From 2907468ce414230ec1decd9730cfd92f9ac951aa Mon Sep 17 00:00:00 2001
From: Trevor Bergeron <tbergeron@google.com>
Date: Thu, 23 Apr 2026 00:04:12 +0000
Subject: [PATCH 2/4] fix bugs

---
 .../bigframes/session/bq_caching_executor.py  | 40 ++++++---
 .../bigframes/session/direct_gbq_execution.py | 89 +++++++++----------
 .../bigframes/session/execution_spec.py       |  8 +-
 3 files changed, 77 insertions(+), 60 deletions(-)

diff --git a/packages/bigframes/bigframes/session/bq_caching_executor.py b/packages/bigframes/bigframes/session/bq_caching_executor.py
index b9ca1a2a4299..89714c5a1200 100644
--- a/packages/bigframes/bigframes/session/bq_caching_executor.py
+++ b/packages/bigframes/bigframes/session/bq_caching_executor.py
@@ -87,10 +87,8 @@ def __init__(
         self.cache: execution_cache.ExecutionCache = execution_cache.ExecutionCache()

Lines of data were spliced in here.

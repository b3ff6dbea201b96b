//! Special-move harvest across the four category listings

use std::sync::LazyLock;

use scraper::{Html, Selector};
use sha2::{Digest, Sha256};
use tracing::{debug, info, instrument, warn};
use url::Url;

use super::config::MoveNumbering;
use super::{
    HarvestConfig, HarvestError, SkipCounts, SpecialMoveCategory, SpecialMoveRecord,
    is_placeholder_name,
};
use crate::extract::{css, surface_reading, text_with_line_breaks};
use crate::http::PageFetcher;

static ITEM: LazyLock<Selector> = LazyLock::new(|| css(".skillListBox > li"));
static NAME: LazyLock<Selector> = LazyLock::new(|| css("div.nameBox span.name"));
static DESCRIPTION: LazyLock<Selector> = LazyLock::new(|| css("p.description"));
static MOVIE_TRIGGER: LazyLock<Selector> = LazyLock::new(|| css("[data-movie]"));

/// Why a special-move item was not emitted.
#[derive(Debug, Clone, Copy, PartialEq, Eq)]
pub enum MoveRowSkip {
    /// Empty or placeholder name
    Unnamed,
}

impl MoveRowSkip {
    pub fn as_str(&self) -> &'static str {
        match self {
            Self::Unnamed => "unnamed",
        }
    }
}

/// Content-derived identifier: hex SHA-256 of `name|movie`.
///
/// `movie` is the `data-movie` attribute as the page writes it, before it is
/// resolved against the base URL, so the id does not move with `--base`.
pub fn special_move_id(name: &str, movie: &str) -> String {
    let hash = Sha256::digest(format!("{name}|{movie}").as_bytes());
    format!("{hash:x}")
}

/// Sequence numbers shared by every category of one harvest.
#[derive(Debug, Clone)]
pub struct SequenceCounter {
    policy: MoveNumbering,
    next: u32,
}

impl SequenceCounter {
    pub fn new(policy: MoveNumbering) -> Self {
        Self { policy, next: 1 }
    }

    /// Number for an emitted item.
    pub fn next_number(&mut self) -> u32 {
        let number = self.next;
        self.next += 1;
        number
    }

    /// Account for a filtered item. Under [`MoveNumbering::CountAll`] it
    /// still consumes a number.
    pub fn skip(&mut self) {
        if self.policy == MoveNumbering::CountAll {
            self.next += 1;
        }
    }
}

/// Raw fields of one listing item.
#[derive(Debug, Clone, PartialEq, Eq)]
struct MoveItem {
    name: String,
    description: String,
    /// `data-movie` as written on the page
    movie: String,
    media_url: String,
}

/// Parse one listing page into its items in page order.
///
/// Placeholder items are kept; numbering and filtering are the caller's
/// concern.
pub fn parse_move_page(html: &str, base: &Url) -> Vec<Result<MoveDraft, MoveRowSkip>> {
    let document = Html::parse_document(html);
    document
        .select(&ITEM)
        .map(|item| {
            let name = surface_reading(item.select(&NAME).next());
            let description = text_with_line_breaks(item.select(&DESCRIPTION).next());
            let raw_movie = item
                .select(&MOVIE_TRIGGER)
                .next()
                .and_then(|el| el.value().attr("data-movie"))
                .map(str::trim)
                .unwrap_or_default();
            let media_url = if raw_movie.is_empty() {
                String::new()
            } else {
                base.join(raw_movie)
                    .map(String::from)
                    .unwrap_or_else(|_| raw_movie.to_string())
            };

            if is_placeholder_name(&name) {
                return Err(MoveRowSkip::Unnamed);
            }
            Ok(MoveDraft(MoveItem {
                name,
                description,
                movie: raw_movie.to_string(),
                media_url,
            }))
        })
        .collect()
}

/// A listing item that passed the name filter and awaits its number.
#[derive(Debug, Clone, PartialEq, Eq)]
pub struct MoveDraft(MoveItem);

impl MoveDraft {
    fn into_record(self, sequence_number: u32, category: SpecialMoveCategory) -> SpecialMoveRecord {
        let MoveItem {
            name,
            description,
            movie,
            media_url,
        } = self.0;
        SpecialMoveRecord {
            id: special_move_id(&name, &movie),
            sequence_number,
            name,
            description,
            media_url,
            category,
        }
    }
}

/// Walk every category listing and collect the special moves.
///
/// Categories run in configured order. A category stops at the first page
/// without list items, or at `max_pages`.
#[instrument(skip(fetcher, config), fields(base = %config.base_url, numbering = ?config.move_numbering))]
pub async fn harvest_special_moves<F: PageFetcher>(
    fetcher: &F,
    config: &HarvestConfig,
) -> Result<Vec<SpecialMoveRecord>, HarvestError> {
    let mut moves = Vec::new();
    let mut counter = SequenceCounter::new(config.move_numbering);
    let mut skipped = SkipCounts::default();

    for (category, query) in &config.move_categories {
        info!("Harvesting {} special moves (q={})", category, query);
        let before = moves.len();

        for page in 1..=config.max_pages {
            let url = config.move_page_url(page, query)?;
            let html = fetcher.fetch(&url, Some(&config.user_agent)).await?;
            let items = parse_move_page(&html, &config.base_url);
            if items.is_empty() {
                debug!("{} page {} has no items, stopping", category, page);
                break;
            }

            for item in items {
                match item {
                    Ok(draft) => {
                        moves.push(draft.into_record(counter.next_number(), *category));
                    }
                    Err(reason) => {
                        counter.skip();
                        debug!("{} page {}: skipped item ({})", category, page, reason.as_str());
                        skipped.record(reason.as_str());
                    }
                }
            }
        }

        let got = moves.len() - before;
        if got == 0 {
            warn!(
                "{} (q={}) yielded no special moves; the category query may be wrong",
                category, query
            );
        } else {
            info!("  got {} {} moves", got, category);
        }
    }

    info!(
        "Harvested {} special moves; skipped items: [{}]",
        moves.len(),
        skipped
    );
    Ok(moves)
}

         self.metrics = metrics
         self.loader = loader
-        self.bqstoragereadclient = bqstoragereadclient
         self._enable_polars_execution = enable_polars_execution
         self._publisher = publisher
-        self._labels = labels
 
         # TODO(tswast): Send events from semi-executors, too.
         self._semi_executors: Sequence[semi_executor.SemiExecutor] = (
@@ -109,7 +107,12 @@ def __init__(
             )
         self._upload_lock = threading.Lock()
         self._gbq_executor = direct_gbq_execution.DirectGbqExecutor(
-            bqclient, compile.compiler, metrics=self.metrics, publisher=self._publisher
+            bqclient,
+            compiler=compile.compiler,
+            bqstoragereadclient=bqstoragereadclient,
+            metrics=self.metrics,
+            publisher=self._publisher,
+            labels=labels,
         )
 
     def to_sql(
@@ -132,7 +135,6 @@ def to_sql(
         )
         return compiled.sql
 
-
     def execute(
         self,
         array_value: bigframes.core.ArrayValue,
@@ -167,7 +169,6 @@ def _try_execute_semi_executors(
                 return maybe_result
         return None
 
-
     def _execute_bigquery(
         self,
         array_value: bigframes.core.ArrayValue,
@@ -177,7 +178,10 @@ def _execute_bigquery(
         # Recursive handlers for different cases, maybe extract to explicit interface.
         if isinstance(dest_spec, ex_spec.GcsOutputSpec):
             execution_spec = dataclasses.replace(
-                execution_spec, destination_spec=ex_spec.TempTableSpec(cluster_cols=dest_spec.cluster_cols, lifetime="ephemeral")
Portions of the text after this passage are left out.